Грива нечесаных сальных волос лежала на широких плечах, обтянутых чем-то похожим на длинную черную кожаную куртку-безрукавку, местами вытертую до белизны, с глубоким круглым вырезом вместо воротника. В талии она была перетянута широким поясом, на котором висели небольшие ножны – явно не с мечом, а с ножом. Темно-коричневые штаны в обтяжку были заправлены в короткие сапоги. Сделав пару шагов, он остановился, внимательно и настороженно ловя каждое мое движение. Теперь, когда он вышел на свет, я смог рассмотреть его лицо. Мне оно, честно говоря, не сильно понравилось. Да и кому может понравиться бандитская рожа. Будь он из двадцать первого века, я бы решил, что у него за спиной не менее трех ходок, и все по солидным статьям. Нос сломанный, по крайней мере, дважды. Два грубых шрама на лице. Один, короткий – от подбородка до горла, другой, длинный и широкий, – от виска через всю щеку. Лицо грубое, словно вытесанное из камня. Кожа лица дубленая, обожженная солнцем и отшлифованная ветром. Грудь, широкая и мощная, поражала воображение, да и руки с шарами мускулов были ей под стать. Некоторое время он вглядывался в мое лицо, словно искал в нем нечто особенное, ценное для себя. Встретившись с ним глазами, я тут же почувствовал, как он замер и напрягся. От этого человека сразу повеяло опасностью, словно от хищника, замершего перед прыжком на свою жертву. Без раскачки, без раздумий – он был готов убивать. Я ощутил это интуитивно.

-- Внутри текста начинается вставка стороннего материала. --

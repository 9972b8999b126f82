use tracing::{info, instrument};

use crate::constants::GENRE_SEPARATOR;
use crate::error::Result;
use crate::types::{Table, Value};

/// Canonical form of a genre tag: surrounding whitespace trimmed, lower-cased
pub fn normalize_genre(tag: &str) -> String {
    tag.trim().to_lowercase()
}

/// Split a raw genre cell into normalized tags.
///
/// Always yields at least one tag: an empty or missing cell becomes a
/// single empty tag so the track still reaches every aggregation.
pub fn split_genres(value: &Value) -> Vec<String> {
    match value.group_key() {
        None => vec![String::new()],
        Some(raw) => raw.split(GENRE_SEPARATOR).map(normalize_genre).collect(),
    }
}

/// Explode `column` so each output row carries exactly one genre tag.
///
/// Every input row yields k >= 1 output rows, in input order, each a copy
/// of the original row with the genre cell replaced by one normalized tag.
#[instrument(skip(table), fields(rows = table.len()))]
pub fn explode_genres(table: &Table, column: &str) -> Result<Table> {
    let idx = table.column_index(column)?;

    let mut rows = Vec::with_capacity(table.len());
    for row in table.rows() {
        for tag in split_genres(&row[idx]) {
            let mut exploded = row.to_vec();
            exploded[idx] = Value::Text(tag);
            rows.push(exploded);
        }
    }

    info!("Exploded {} rows into {} genre rows", table.len(), rows.len());
    Ok(Table::from_parts(table.columns().to_vec(), rows))
}
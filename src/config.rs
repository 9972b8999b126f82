use serde::Deserialize;
use std::fs;
use std::path::{Path, PathBuf};
use tracing::debug;

use crate::constants::{
    DEFAULT_CHART_HEIGHT, DEFAULT_CHART_WIDTH, DEFAULT_CONFIG_PATH, DEFAULT_INPUT_PATH,
    DEFAULT_PREVIEW_ROWS, DEFAULT_TOP_ARTISTS, DEFAULT_TOP_GENRES, DEFAULT_TRACK_SAMPLE,
};
use crate::error::{AnalysisError, Result};

#[derive(Debug, Clone, Deserialize, PartialEq)]
#[serde(default, deny_unknown_fields)]
pub struct AnalysisConfig {
    /// Delimited track dataset to analyze
    pub input_path: PathBuf,
    /// Directory the chart images are written to
    pub output_dir: PathBuf,
    /// Artists shown in the popularity chart
    pub top_artists: usize,
    /// Size of the most/least popular track samples
    pub track_sample: usize,
    /// Genres kept for the tempo distribution chart
    pub top_genres: usize,
    /// Rows printed in the dataset preview
    pub preview_rows: usize,
    pub chart: ChartConfig,
}

#[derive(Debug, Clone, Deserialize, PartialEq)]
#[serde(default, deny_unknown_fields)]
pub struct ChartConfig {
    pub width: u32,
    pub height: u32,
}

impl Default for AnalysisConfig {
    fn default() -> Self {
        Self {
            input_path: PathBuf::from(DEFAULT_INPUT_PATH),
            output_dir: PathBuf::from("."),
            top_artists: DEFAULT_TOP_ARTISTS,
            track_sample: DEFAULT_TRACK_SAMPLE,
            top_genres: DEFAULT_TOP_GENRES,
            preview_rows: DEFAULT_PREVIEW_ROWS,
            chart: ChartConfig::default(),
        }
    }
}

impl Default for ChartConfig {
    fn default() -> Self {
        Self {
            width: DEFAULT_CHART_WIDTH,
            height: DEFAULT_CHART_HEIGHT,
        }
    }
}

impl AnalysisConfig {
    /// Load configuration.
    ///
    /// An explicit `path` must exist. Without one, `track_analysis.toml` in the
    /// working directory is used when present, otherwise the defaults.
    pub fn load(path: Option<&Path>) -> Result<Self> {
        let config = match path {
            Some(path) => Self::from_file(path)?,
            None => {
                let default_path = Path::new(DEFAULT_CONFIG_PATH);
                if default_path.exists() {
                    Self::from_file(default_path)?
                } else {
                    debug!("No config file found, using defaults");
                    Self::default()
                }
            }
        };
        config.validate()?;
        Ok(config)
    }

    pub fn from_file(path: &Path) -> Result<Self> {
        let content = fs::read_to_string(path).map_err(|e| {
            AnalysisError::Config(format!(
                "Failed to read config file '{}': {}",
                path.display(),
                e
            ))
        })?;
        Self::from_toml(&content)
    }

    pub fn from_toml(content: &str) -> Result<Self> {
        let config: AnalysisConfig = toml::from_str(content)?;
        Ok(config)
    }

    pub fn validate(&self) -> Result<()> {
        let sizes = [
            ("top_artists", self.top_artists),
            ("track_sample", self.track_sample),
            ("top_genres", self.top_genres),
        ];
        for (name, value) in sizes {
            if value == 0 {
                return Err(AnalysisError::Config(format!("{name} must be at least 1")));
            }
        }
        if self.chart.width == 0 || self.chart.height == 0 {
            return Err(AnalysisError::Config(
                "chart width and height must be non-zero".to_string(),
            ));
        }
        Ok(())
    }
}

#[cfg(test)]
mod tests {
    use super::*;
    use std::io::Write;
    use tempfile::NamedTempFile;

    #[test]
    fn test_empty_toml_gives_defaults() {
        let config = AnalysisConfig::from_toml("").unwrap();
        assert_eq!(config, AnalysisConfig::default());
        assert_eq!(config.track_sample, 50);
        assert_eq!(config.input_path, PathBuf::from("origins.csv"));
    }

    #[test]
    fn test_partial_toml_overrides_only_given_keys() {
        let config = AnalysisConfig::from_toml(
            r#"
            input_path = "data/tracks.csv"
            top_genres = 5

            [chart]
            width = 640
            "#,
        )
        .unwrap();
        assert_eq!(config.input_path, PathBuf::from("data/tracks.csv"));
        assert_eq!(config.top_genres, 5);
        assert_eq!(config.top_artists, 10);
        assert_eq!(config.chart.width, 640);
        assert_eq!(config.chart.height, 800);
    }

    #[test]
    fn test_unknown_key_is_rejected() {
        let err = AnalysisConfig::from_toml("top_artist = 3").unwrap_err();
        assert!(matches!(err, AnalysisError::Toml(_)));
    }

    #[test]
    fn test_zero_sample_fails_validation() {
        let config = AnalysisConfig {
            track_sample: 0,
            ..AnalysisConfig::default()
        };
        assert!(matches!(config.validate(), Err(AnalysisError::Config(_))));
    }

    #[test]
    fn test_load_explicit_file() -> anyhow::Result<()> {
        let mut file = NamedTempFile::new()?;
        writeln!(file, "track_sample = 20")?;
        let config = AnalysisConfig::load(Some(file.path()))?;
        assert_eq!(config.track_sample, 20);
        Ok(())
    }

    #[test]
    fn test_load_missing_explicit_file_fails() {
        let err = AnalysisConfig::load(Some(Path::new("/no/such/track_analysis.toml"))).unwrap_err();
        assert!(matches!(err, AnalysisError::Config(_)));
    }
}
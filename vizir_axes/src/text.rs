// Copyright 2025 the VizIR Authors
// SPDX-License-Identifier: Apache-2.0 OR MIT

//! Text measurement for tick labels.
//!
//! Tick-interval selection on the X axis depends on how wide the rendered labels
//! are, so the tick engine accepts a measurer rather than assuming glyph sizes.
//! Hosts implement [`TextMeasurer`] on top of whatever shaping they render with;
//! [`HeuristicTextMeasurer`] is good enough for tests and SVG dumps.

/// Measures single lines of label text.
pub trait TextMeasurer {
    /// Measure `text` as a single line in the given style.
    fn measure(&self, text: &str, style: &TextStyle) -> TextMetrics;
}

/// Font selection for tick labels.
#[derive(Clone, Debug, PartialEq)]
pub struct TextStyle {
    /// Font size in screen units (typically pixels).
    pub font_size: f64,
    /// The preferred font family.
    pub font_family: FontFamily,
}

impl TextStyle {
    /// Creates a sans-serif `TextStyle` with the given `font_size`.
    #[must_use]
    pub fn new(font_size: f64) -> Self {
        Self {
            font_size,
            font_family: FontFamily::SansSerif,
        }
    }

    /// Sets the font family.
    #[must_use]
    pub fn with_family(mut self, font_family: FontFamily) -> Self {
        self.font_family = font_family;
        self
    }
}

impl Default for TextStyle {
    fn default() -> Self {
        Self::new(9.0)
    }
}

/// Font family selection for measurement.
#[derive(Clone, Copy, Debug, PartialEq, Eq, Hash)]
pub enum FontFamily {
    /// A generic sans-serif family (CSS `sans-serif`).
    SansSerif,
    /// A generic monospace family (CSS `monospace`).
    Monospace,
}

impl FontFamily {
    /// Returns the family name for CSS-style font declarations.
    #[must_use]
    pub fn as_css_family(&self) -> &str {
        match self {
            Self::SansSerif => "sans-serif",
            Self::Monospace => "monospace",
        }
    }
}

/// Measured metrics for a single line of text.
#[derive(Clone, Copy, Debug, PartialEq)]
pub struct TextMetrics {
    /// The advance width of the line.
    pub advance_width: f64,
    /// Distance from baseline to the top of typical glyphs.
    pub ascent: f64,
    /// Distance from baseline to the bottom of typical glyphs.
    pub descent: f64,
    /// Additional line spacing beyond ascent+descent.
    pub leading: f64,
}

impl TextMetrics {
    /// Returns `ascent + descent + leading`.
    #[must_use]
    pub fn line_height(&self) -> f64 {
        self.ascent + self.descent + self.leading
    }
}

/// A heuristic measurer assuming ~0.6em glyph advances and a baseline at 0.8em.
#[derive(Clone, Copy, Debug, Default)]
pub struct HeuristicTextMeasurer;

impl TextMeasurer for HeuristicTextMeasurer {
    fn measure(&self, text: &str, style: &TextStyle) -> TextMetrics {
        TextMetrics {
            advance_width: 0.6 * style.font_size * text.chars().count() as f64,
            ascent: 0.8 * style.font_size,
            descent: 0.2 * style.font_size,
            leading: 0.0,
        }
    }
}
#[cfg(test)]
mod tests {
    extern crate std;

    use alloc::string::ToString;

    use super::*;
    use crate::{HeuristicTextMeasurer, TextMetrics};

    /// Previous nice value strictly below a nice value `v`.
    fn previous_nice(v: f64) -> f64 {
        let mut base = 10_f64.powf(v.log10().floor());
        let mut m = (v / base).round();
        if m >= 10.0 {
            base *= 10.0;
            m = 1.0;
        }
        if m <= 1.0 {
            0.5 * base
        } else if m <= 2.0 {
            base
        } else {
            2.0 * base
        }
    }

    fn is_nice(v: f64) -> bool {
        let base = 10_f64.powf(v.log10().floor());
        let m = v / base;
        NICE_MANTISSAS
            .iter()
            .chain([10.0].iter())
            .any(|n| (m - n).abs() < 1e-9)
    }

    #[test]
    fn snap_known_values() {
        assert_eq!(snap_up_to_nice_value(0.6), 1.0);
        assert_eq!(snap_up_to_nice_value(1.0), 1.0);
        assert_eq!(snap_up_to_nice_value(1.2), 2.0);
        assert_eq!(snap_up_to_nice_value(2.0), 2.0);
        assert_eq!(snap_up_to_nice_value(3.0), 5.0);
        assert_eq!(snap_up_to_nice_value(5.1), 10.0);
        assert_eq!(snap_up_to_nice_value(0.3), 0.5);
        assert_eq!(snap_up_to_nice_value(0.15), 0.2);
        assert_eq!(snap_up_to_nice_value(420.0), 500.0);
        assert_eq!(snap_up_to_nice_value(1e-9), 1e-9);
        assert_eq!(snap_up_to_nice_value(1.5e-9), 2e-9);
        assert_eq!(snap_up_to_nice_value(1000.0), 1000.0);
        assert_eq!(snap_up_to_nice_value(7e8), 1e9);
    }

    #[test]
    fn snap_is_nice_tight_and_bounded_across_magnitudes() {
        let samples = [1.0, 1.01, 1.5, 1.99, 2.0, 2.01, 3.3, 4.99, 5.0, 5.01, 7.0, 9.99];
        for e in -9..=9 {
            for s in samples {
                let x = s * 10_f64.powi(e);
                let v = snap_up_to_nice_value(x);
                assert!(v >= x, "snap({x}) = {v} is below input");
                assert!(is_nice(v), "snap({x}) = {v} is not nice");
                assert!(previous_nice(v) < x, "snap({x}) = {v} is not tight");
                let ratio = v / x;
                assert!((1.0..=5.0).contains(&ratio), "snap({x}) ratio {ratio}");
            }
        }
    }

    #[test]
    fn snap_passes_through_invalid_inputs() {
        assert_eq!(snap_up_to_nice_value(0.0), 0.0);
        assert_eq!(snap_up_to_nice_value(-3.0), -3.0);
        assert_eq!(snap_up_to_nice_value(f64::INFINITY), f64::INFINITY);
        assert!(snap_up_to_nice_value(f64::NAN).is_nan());
    }

    #[test]
    fn world_tick_distance_from_pixel_spacing() {
        // 30px at 50px per unit is 0.6 world units.
        assert_eq!(compute_world_tick_distance(50.0, 30.0), 1.0);
        assert_eq!(compute_world_tick_distance(50.0, 20.0), 0.5);
        assert_eq!(compute_world_tick_distance(0.5, 30.0), 100.0);
        assert_eq!(compute_world_tick_distance(0.0, 30.0), f64::INFINITY);
    }

    #[test]
    fn unit_lengths_ignore_translation_and_handle_rotation() {
        let t = Affine::translate((100.0, -40.0)) * Affine::scale_non_uniform(50.0, -20.0);
        assert!((axis_unit_screen_length_x(&t) - 50.0).abs() < 1e-12);
        assert!((axis_unit_screen_length_y(&t) - 20.0).abs() < 1e-12);

        let r = Affine::rotate(0.7) * Affine::scale(3.0);
        assert!((axis_unit_screen_length_x(&r) - 3.0).abs() < 1e-12);
        assert!((axis_unit_screen_length_y(&r) - 3.0).abs() < 1e-12);
    }

    #[test]
    fn tick_positions_bracket_the_range() {
        let ticks = compute_tick_positions(0.0, 10.0, 1.0);
        let expected: Vec<f64> = (0..=11).map(f64::from).collect();
        assert_eq!(ticks, expected);

        let ticks = compute_tick_positions(-0.73, 0.41, 0.2);
        assert!(ticks[0] <= -0.73);
        assert!(*ticks.last().unwrap() >= 0.41);
        for pair in ticks.windows(2) {
            assert!((pair[1] - pair[0] - 0.2).abs() < 1e-12);
        }
    }

    #[test]
    fn tick_positions_cover_arbitrary_ranges() {
        let cases = [
            (-1234.5, 987.0, 500.0),
            (0.001, 0.0042, 0.0005),
            (1e6, 1e6 + 3.0, 1.0),
            (-7.0, -6.5, 0.1),
        ];
        for (min, max, interval) in cases {
            let ticks = compute_tick_positions(min, max, interval);
            assert!(!ticks.is_empty());
            assert!(ticks[0] <= min, "{ticks:?} for [{min}, {max}]");
            assert!(*ticks.last().unwrap() >= max, "{ticks:?} for [{min}, {max}]");
            for pair in ticks.windows(2) {
                assert!(pair[1] > pair[0]);
                assert!((pair[1] - pair[0] - interval).abs() < interval * 1e-6);
            }
        }
    }

    #[test]
    fn tick_positions_for_degenerate_inputs_are_empty() {
        assert!(compute_tick_positions(3.0, 3.0, 1.0).is_empty());
        assert!(compute_tick_positions(4.0, 3.0, 1.0).is_empty());
        assert!(compute_tick_positions(0.0, 1.0, 0.0).is_empty());
        assert!(compute_tick_positions(0.0, 1.0, f64::INFINITY).is_empty());
        assert!(compute_tick_positions(f64::NAN, 1.0, 0.1).is_empty());
    }

    #[test]
    fn tick_budget_widens_pathological_intervals() {
        assert_eq!(enforce_tick_budget(0.0, 10.0, 1.0), 1.0);

        let widened = enforce_tick_budget(0.0, 1e9, 1e-3);
        assert!(is_nice(widened));
        let ticks = compute_tick_positions(0.0, 1e9, widened);
        assert!(ticks.len() <= MAX_TICKS_PER_AXIS);
        assert!(*ticks.last().unwrap() >= 1e9);
    }

    #[test]
    fn label_format_decimals_follow_interval_magnitude() {
        assert_eq!(choose_label_format(0.01).decimals(), 2);
        assert_eq!(choose_label_format(0.02).decimals(), 2);
        assert_eq!(choose_label_format(0.5).decimals(), 1);
        assert_eq!(choose_label_format(0.1).decimals(), 1);
        assert_eq!(choose_label_format(1e-6).decimals(), 6);
        assert_eq!(choose_label_format(1.0).decimals(), 0);
        assert_eq!(choose_label_format(500.0).decimals(), 0);
    }

    #[test]
    fn label_format_output() {
        assert_eq!(choose_label_format(0.01).format(0.03), "0.03");
        assert_eq!(choose_label_format(500.0).format(1500.0), "1500");
        assert_eq!(LabelFormat::new(1).format(-0.2), "-0.2");
        assert_eq!(LabelFormat::new(1).format(-0.0), "0.0");
        assert_eq!(LabelFormat::new(2).format(-1e-5), "0.00");
        assert_eq!(LabelFormat::new(2).to_string(), "{:.2}");
    }

    struct FixedWidthMeasurer(f64);

    impl TextMeasurer for FixedWidthMeasurer {
        fn measure(&self, _text: &str, style: &TextStyle) -> TextMetrics {
            TextMetrics {
                advance_width: self.0,
                ascent: 0.8 * style.font_size,
                descent: 0.2 * style.font_size,
                leading: 0.0,
            }
        }
    }

    #[test]
    fn wide_labels_widen_the_x_interval() {
        let style = TextStyle::default();
        let initial = compute_world_tick_distance(50.0, 30.0);
        let adjusted = compute_adjusted_world_tick_distance_x(
            &FixedWidthMeasurer(200.0),
            &style,
            50.0,
            0.0,
            10.0,
            initial,
            30.0,
        );
        assert!(adjusted > initial);
        // 200px * 1.05 at 50px per unit is 4.2 world units.
        assert_eq!(adjusted, 5.0);
    }

    #[test]
    fn narrow_labels_keep_the_x_interval() {
        let style = TextStyle::default();
        let initial = compute_world_tick_distance(50.0, 30.0);
        let adjusted = compute_adjusted_world_tick_distance_x(
            &HeuristicTextMeasurer,
            &style,
            50.0,
            0.0,
            10.0,
            initial,
            30.0,
        );
        assert_eq!(adjusted, initial);
    }

    #[test]
    fn adjustment_measures_the_bracketing_labels() {
        use core::cell::RefCell;

        struct Recording(RefCell<Vec<String>>);

        impl TextMeasurer for Recording {
            fn measure(&self, text: &str, style: &TextStyle) -> TextMetrics {
                self.0.borrow_mut().push(text.to_string());
                HeuristicTextMeasurer.measure(text, style)
            }
        }

        let recording = Recording(RefCell::new(Vec::new()));
        compute_adjusted_world_tick_distance_x(
            &recording,
            &TextStyle::default(),
            100.0,
            -0.37,
            1.21,
            0.5,
            30.0,
        );
        assert_eq!(*recording.0.borrow(), ["-0.5", "1.5"]);
    }
}
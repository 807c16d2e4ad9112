// Copyright 2025 the VizIR Authors
// SPDX-License-Identifier: Apache-2.0 OR MIT

//! Float helpers for `no_std` builds.
//!
//! `f64::floor`, `f64::log10` and friends live in `std`, not `core`. We dispatch
//! the few that tick computation and label placement need to `libm` here.

pub(crate) trait FloatExt {
    fn floor(self) -> Self;
    fn trunc(self) -> Self;
    fn log10(self) -> Self;
    fn powi(self, n: i32) -> Self;
}

#[cfg(all(not(feature = "std"), feature = "libm"))]
impl FloatExt for f64 {
    fn floor(self) -> Self {
        libm::floor(self)
    }

    fn trunc(self) -> Self {
        libm::trunc(self)
    }

    fn log10(self) -> Self {
        libm::log10(self)
    }

    // Square-and-multiply keeps 10ⁿ exact for n <= 22, which the nice-value
    // snapping relies on.
    fn powi(self, n: i32) -> Self {
        if n == 0 {
            return 1.0;
        }

        let mut exp = i64::from(n);
        let mut base = self;
        if exp < 0 {
            base = 1.0 / base;
            exp = -exp;
        }

        let mut acc = 1.0;
        let mut e = exp as u64;
        while e != 0 {
            if (e & 1) != 0 {
                acc *= base;
            }
            e >>= 1;
            if e != 0 {
                base *= base;
            }
        }
        acc
    }
}

#[cfg(all(not(feature = "std"), not(feature = "libm")))]
compile_error!("vizir_axes requires either the `std` or `libm` feature");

Вот он снова расслабился, когда, по его мнению, опасность миновала.

Похоже, на опасность у него выработан четкий рефлекс.

Как только я это понял, по моему позвоночнику пробежал холодок. Попади этот человек в мое время, точно стал бы наемным убийцей. И вполне бы прижился. Резал бы за милую душу – только пальцем укажи! Несколько секунд мы стояли друг против друга, молчаливые и неподвижные, пока его взгляд с моего лица не опустился ниже. Мужчина нахмурил брови и озабоченно и в то же время как бы осуждающе покачал головой. Кажется, такую реакцию вызвала тряпка со следами крови, которой была замотана моя кисть. Я поднял руку, чтобы показать, что ничего страшного не произошло, и его взгляд мгновенно изменился, снова став настороженным, цепким и жестким.

Блин! Что это значит?! Средневековый вариант медбрата для психушки?! Судя по его реакции, роже и мускулам – вылитый он! Первый раз его вижу, а уже чувствую – зверь еще тот! И чего он молчит?! Может, выдать ему по-русски?! Трехэтажным! Кстати, а чего я сам молчу? Не пора ли нам познакомиться?

Я медленно опустил руку. Цепь в ответ на мое движение глухо звякнула. «Санитар» продолжал настороженно следить за мной.

Что я теряю! Если замок – значит, наверно, Европа. Попробую по-английски, все-таки международный язык. Хотя толком его не знаю, но пару фраз…

И тут я вдруг понял, что могу свободно изъясняться на английском языке, который неожиданно оказался моим родным. Я удивился сему чуду, но в меру, слишком уж много всего пережил и прочувствовал за столь короткое время.

– Привет!

Тут с «санитаром» явно стало твориться что-то не то. Сначала широко раскрылись его глаза, затем пришла очередь нижней челюсти – та, отвиснув, упала ему на грудь. Его удивление было настолько явным, что я не смог сдержать улыбки.

Ну и рожа у него забавная! Хм! Впрочем, из его удивления несложно сделать вывод: до этого момента я, похоже, не говорил, а только рычал. Что ж, продолжим эксперимент – первый шок от встречи прошел, и я уже был готов начать общаться с аборигеном. Но тут неожиданно мне пришло на ум, что я понятия не имею, какой придерживаться версии поведения. Ведь я абсолютно не знаю, кто этот парень, мой предок. Да и вообще ничего не знаю. Даже какой сейчас год. Значит, здесь проходит только одно: потеря памяти. Ничего не помню! Ничего! А теперь… поехали.